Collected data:
########################################

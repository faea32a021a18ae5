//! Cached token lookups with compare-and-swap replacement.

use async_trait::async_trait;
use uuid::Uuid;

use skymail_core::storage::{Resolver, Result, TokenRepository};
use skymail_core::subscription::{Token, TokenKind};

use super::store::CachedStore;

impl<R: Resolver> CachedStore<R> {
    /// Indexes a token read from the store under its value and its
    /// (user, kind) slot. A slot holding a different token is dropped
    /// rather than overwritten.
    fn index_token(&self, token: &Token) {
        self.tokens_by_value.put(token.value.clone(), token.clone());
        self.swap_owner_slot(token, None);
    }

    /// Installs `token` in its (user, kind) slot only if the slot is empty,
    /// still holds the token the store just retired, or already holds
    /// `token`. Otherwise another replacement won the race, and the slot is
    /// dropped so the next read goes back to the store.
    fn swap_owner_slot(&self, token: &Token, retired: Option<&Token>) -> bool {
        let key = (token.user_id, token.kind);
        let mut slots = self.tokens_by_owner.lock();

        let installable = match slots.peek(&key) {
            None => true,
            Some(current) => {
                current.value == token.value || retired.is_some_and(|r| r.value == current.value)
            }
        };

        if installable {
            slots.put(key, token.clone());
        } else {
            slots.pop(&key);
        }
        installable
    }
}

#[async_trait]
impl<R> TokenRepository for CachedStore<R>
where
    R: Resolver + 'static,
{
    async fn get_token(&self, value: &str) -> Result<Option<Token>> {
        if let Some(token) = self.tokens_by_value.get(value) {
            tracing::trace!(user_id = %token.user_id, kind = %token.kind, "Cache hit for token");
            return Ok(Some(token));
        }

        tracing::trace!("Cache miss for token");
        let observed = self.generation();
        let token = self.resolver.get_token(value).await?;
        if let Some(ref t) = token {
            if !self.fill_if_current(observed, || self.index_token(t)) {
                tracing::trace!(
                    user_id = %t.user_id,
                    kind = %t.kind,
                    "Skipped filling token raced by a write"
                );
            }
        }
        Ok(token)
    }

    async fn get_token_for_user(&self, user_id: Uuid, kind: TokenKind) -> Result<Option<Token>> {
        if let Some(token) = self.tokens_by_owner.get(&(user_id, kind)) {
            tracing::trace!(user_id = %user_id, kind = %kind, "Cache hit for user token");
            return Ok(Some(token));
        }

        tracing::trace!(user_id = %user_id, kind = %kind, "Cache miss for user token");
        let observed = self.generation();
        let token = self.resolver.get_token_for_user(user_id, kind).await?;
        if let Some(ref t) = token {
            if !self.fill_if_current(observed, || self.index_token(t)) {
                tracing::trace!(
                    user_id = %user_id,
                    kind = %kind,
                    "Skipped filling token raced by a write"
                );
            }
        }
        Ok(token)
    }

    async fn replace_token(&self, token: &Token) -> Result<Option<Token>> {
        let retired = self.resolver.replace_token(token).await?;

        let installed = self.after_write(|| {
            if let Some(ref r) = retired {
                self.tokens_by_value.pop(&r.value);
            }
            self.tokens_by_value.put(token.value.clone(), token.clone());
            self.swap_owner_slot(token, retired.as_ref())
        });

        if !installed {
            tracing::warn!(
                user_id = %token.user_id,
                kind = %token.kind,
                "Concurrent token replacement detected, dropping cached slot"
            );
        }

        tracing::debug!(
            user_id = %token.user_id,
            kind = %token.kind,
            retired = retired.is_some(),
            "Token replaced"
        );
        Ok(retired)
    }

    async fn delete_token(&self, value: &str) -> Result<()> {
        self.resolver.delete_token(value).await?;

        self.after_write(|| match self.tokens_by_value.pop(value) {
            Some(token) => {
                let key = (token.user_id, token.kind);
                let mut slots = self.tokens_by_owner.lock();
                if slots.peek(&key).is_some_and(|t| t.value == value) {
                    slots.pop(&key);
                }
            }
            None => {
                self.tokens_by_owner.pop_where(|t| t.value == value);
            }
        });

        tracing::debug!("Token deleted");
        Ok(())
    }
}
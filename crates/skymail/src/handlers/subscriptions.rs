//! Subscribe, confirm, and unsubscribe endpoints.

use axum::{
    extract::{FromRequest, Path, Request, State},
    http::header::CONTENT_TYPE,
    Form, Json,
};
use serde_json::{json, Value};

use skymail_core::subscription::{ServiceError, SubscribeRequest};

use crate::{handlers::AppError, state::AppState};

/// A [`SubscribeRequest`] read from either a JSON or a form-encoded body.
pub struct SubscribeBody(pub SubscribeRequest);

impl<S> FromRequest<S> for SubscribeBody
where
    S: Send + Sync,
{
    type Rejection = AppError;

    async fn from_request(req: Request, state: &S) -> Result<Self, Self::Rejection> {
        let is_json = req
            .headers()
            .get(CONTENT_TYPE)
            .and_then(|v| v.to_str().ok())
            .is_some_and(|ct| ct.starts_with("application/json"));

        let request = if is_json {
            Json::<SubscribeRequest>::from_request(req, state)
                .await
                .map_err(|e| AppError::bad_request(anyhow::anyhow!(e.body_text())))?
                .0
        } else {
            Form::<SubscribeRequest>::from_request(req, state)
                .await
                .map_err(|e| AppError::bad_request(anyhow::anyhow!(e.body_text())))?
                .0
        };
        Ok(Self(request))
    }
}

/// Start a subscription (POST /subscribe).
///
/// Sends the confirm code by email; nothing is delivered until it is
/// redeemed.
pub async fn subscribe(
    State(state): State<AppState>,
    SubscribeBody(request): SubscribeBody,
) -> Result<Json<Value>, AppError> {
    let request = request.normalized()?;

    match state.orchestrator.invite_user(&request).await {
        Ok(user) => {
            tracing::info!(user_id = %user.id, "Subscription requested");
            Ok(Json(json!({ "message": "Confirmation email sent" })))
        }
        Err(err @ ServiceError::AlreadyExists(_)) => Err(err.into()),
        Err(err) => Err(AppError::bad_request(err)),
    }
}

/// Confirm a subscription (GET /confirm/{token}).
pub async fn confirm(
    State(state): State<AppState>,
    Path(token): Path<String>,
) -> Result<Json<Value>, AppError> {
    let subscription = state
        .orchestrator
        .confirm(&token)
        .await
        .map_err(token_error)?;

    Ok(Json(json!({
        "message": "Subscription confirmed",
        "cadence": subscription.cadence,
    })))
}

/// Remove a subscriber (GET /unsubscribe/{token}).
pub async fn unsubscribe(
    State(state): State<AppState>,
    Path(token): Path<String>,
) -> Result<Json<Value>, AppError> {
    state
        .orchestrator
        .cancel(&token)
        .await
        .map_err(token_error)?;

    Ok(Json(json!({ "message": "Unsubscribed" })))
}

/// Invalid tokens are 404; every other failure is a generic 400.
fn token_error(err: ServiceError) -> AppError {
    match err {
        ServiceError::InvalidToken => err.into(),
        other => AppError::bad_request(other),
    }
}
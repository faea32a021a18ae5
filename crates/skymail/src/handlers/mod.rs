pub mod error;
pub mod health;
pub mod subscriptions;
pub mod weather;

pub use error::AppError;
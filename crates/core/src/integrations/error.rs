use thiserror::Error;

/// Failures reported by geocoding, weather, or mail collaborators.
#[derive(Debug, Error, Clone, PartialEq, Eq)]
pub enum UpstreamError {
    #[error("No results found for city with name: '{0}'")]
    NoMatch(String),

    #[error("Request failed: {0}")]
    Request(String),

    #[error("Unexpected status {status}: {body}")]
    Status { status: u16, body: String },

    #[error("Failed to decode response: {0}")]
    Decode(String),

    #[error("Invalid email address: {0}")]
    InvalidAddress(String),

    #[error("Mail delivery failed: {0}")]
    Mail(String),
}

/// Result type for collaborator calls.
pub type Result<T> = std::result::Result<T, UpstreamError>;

########################################

* [What is expected]: Each line above where the word "lock" occurs should be copied out.

* [Expected output]:
        let mut slots = self.tokens_by_owner.lock();
                let mut slots = self.tokens_by_owner.lock();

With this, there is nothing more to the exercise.